Schematic overview of Wnt signaling pathways.

(A) In the canonical Wnt pathway, the absence of Wnt signal leads to proteasomal degradation of β‐catenin mediated by a multiprotein destruction complex including GSK-3β and CK1α kinases, responsible of β‐catenin phosphorylation. The binding of the Wnt ligand to its Fz receptor and to LRP5/6 co-receptor leads to the recruitment of DVL together with the destruction complex to the cell membrane.
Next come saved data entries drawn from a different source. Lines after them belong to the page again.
pub mod canvas;
pub mod color;
pub mod modes;
pub mod particles;
pub mod shapes;
pub mod strategy;
pub mod synth;
//! Rasterizers shared by the built-in modes. All coordinates are in pixels
//! with the origin at the top-left; anything outside the canvas is clipped.

use std::f32::consts::TAU;

use super::canvas::Canvas;
use super::color::{Palette, Rgb};

pub fn fill_rect(canvas: &mut Canvas, x: i32, y: i32, w: i32, h: i32, color: Rgb) {
    let x0 = x.max(0);
    let y0 = y.max(0);
    let x1 = (x + w).min(canvas.width() as i32);
    let y1 = (y + h).min(canvas.height() as i32);
    for py in y0..y1 {
        for px in x0..x1 {
            canvas.set(px, py, color);
        }
    }
}

/// Vertical bar growing upward from `base_y`, shaded along its height.
pub fn vertical_bar(canvas: &mut Canvas, x: i32, width: i32, base_y: i32, height: i32, palette: &Palette, t: f32) {
    if height <= 0 || width <= 0 {
        return;
    }
    for dy in 0..height {
        let level = dy as f32 / height.max(1) as f32;
        let color = palette.shaded(t, 1.0 - level * 0.5);
        fill_rect(canvas, x, base_y - dy - 1, width, 1, color);
    }
}

/// Thick line segment via stepped discs.
pub fn line(canvas: &mut Canvas, from: (f32, f32), to: (f32, f32), thickness: f32, color: Rgb) {
    let (dx, dy) = (to.0 - from.0, to.1 - from.1);
    let length = (dx * dx + dy * dy).sqrt();
    let steps = length.ceil().max(1.0) as usize;
    let radius = (thickness / 2.0).max(0.5);
    for i in 0..=steps {
        let t = i as f32 / steps as f32;
        fill_disc(canvas, from.0 + dx * t, from.1 + dy * t, radius, color);
    }
}

pub fn fill_disc(canvas: &mut Canvas, cx: f32, cy: f32, radius: f32, color: Rgb) {
    if radius <= 0.0 {
        return;
    }
    let r2 = radius * radius;
    let x0 = (cx - radius).floor() as i32;
    let x1 = (cx + radius).ceil() as i32;
    let y0 = (cy - radius).floor() as i32;
    let y1 = (cy + radius).ceil() as i32;
    for py in y0..=y1 {
        for px in x0..=x1 {
            let ddx = px as f32 + 0.5 - cx;
            let ddy = py as f32 + 0.5 - cy;
            if ddx * ddx + ddy * ddy <= r2 {
                canvas.set(px, py, color);
            }
        }
    }
}

/// Soft-edged disc: full colour inside `radius`, fading out over `falloff` pixels.
pub fn glow_disc(canvas: &mut Canvas, cx: f32, cy: f32, radius: f32, falloff: f32, color: Rgb) {
    let outer = radius + falloff.max(0.0);
    let x0 = (cx - outer).floor() as i32;
    let x1 = (cx + outer).ceil() as i32;
    let y0 = (cy - outer).floor() as i32;
    let y1 = (cy + outer).ceil() as i32;
    for py in y0..=y1 {
        for px in x0..=x1 {
            let d = ((px as f32 + 0.5 - cx).powi(2) + (py as f32 + 0.5 - cy).powi(2)).sqrt();
            if d <= radius {
                canvas.set(px, py, color);
            } else if d <= outer && falloff > 0.0 {
                canvas.blend(px, py, color, 1.0 - (d - radius) / falloff);
            }
        }
    }
}

/// Point on a circle; angle 0 points up and grows clockwise.
pub fn polar(center: (f32, f32), radius: f32, angle: f32) -> (f32, f32) {
    (center.0 + radius * angle.sin(), center.1 - radius * angle.cos())
}

/// Angle of bar `index` out of `count` spread evenly around the circle.
pub fn bar_angle(index: usize, count: usize, rotation: f32) -> f32 {
    if count == 0 {
        return rotation;
    }
    index as f32 / count as f32 * TAU + rotation
}

/// Closed polyline through `points`.
pub fn polygon_outline(canvas: &mut Canvas, points: &[(f32, f32)], thickness: f32, color: Rgb) {
    if points.len() < 2 {
        return;
    }
    for pair in points.windows(2) {
        line(canvas, pair[0], pair[1], thickness, color);
    }
    if let (Some(&first), Some(&last)) = (points.first(), points.last()) {
        line(canvas, last, first, thickness, color);
    }
}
As a consequence, GSK-3β and CK1α mediated phosphorylation of β-catenin is inhibited, and the stabilized β-catenin is translocated to the nucleus where it serves as co-activator for Tcf/LEF transcription factors. (B) In the non-canonical Wnt/Ca²⁺ signaling pathway, the binding of Wnt ligands to their specific receptors activates PLC, leading to intracellular Ca²⁺ release and the subsequent activation of PKC and CaMKII which, in turn, regulate NF-AT transcription factor and gene expression. (C) In the non-canonical Wnt/PCP signaling pathway, the interaction of Wnt ligand with the receptor triggers a signaling cascade that involves small Rho-family GTPases and downstream effectors such as JNK and ROCK, which in turn modulate cytoskeleton organization and gene expression (modified from Gonzalez-Fernandez et al., 2016a). CaMKII: Calcium-calmodulin-dependent protein kinase II; CK1α: β‐catenin phosphorylation casein kinase 1; DVL: Dishevelled; Fz: Frizzled; GSK-3β: glycogen synthase kinase 3β; NF-AT: nuclear transcription factor of activated T-cells; PKC: protein kinase C; Tcf: T cell factor family.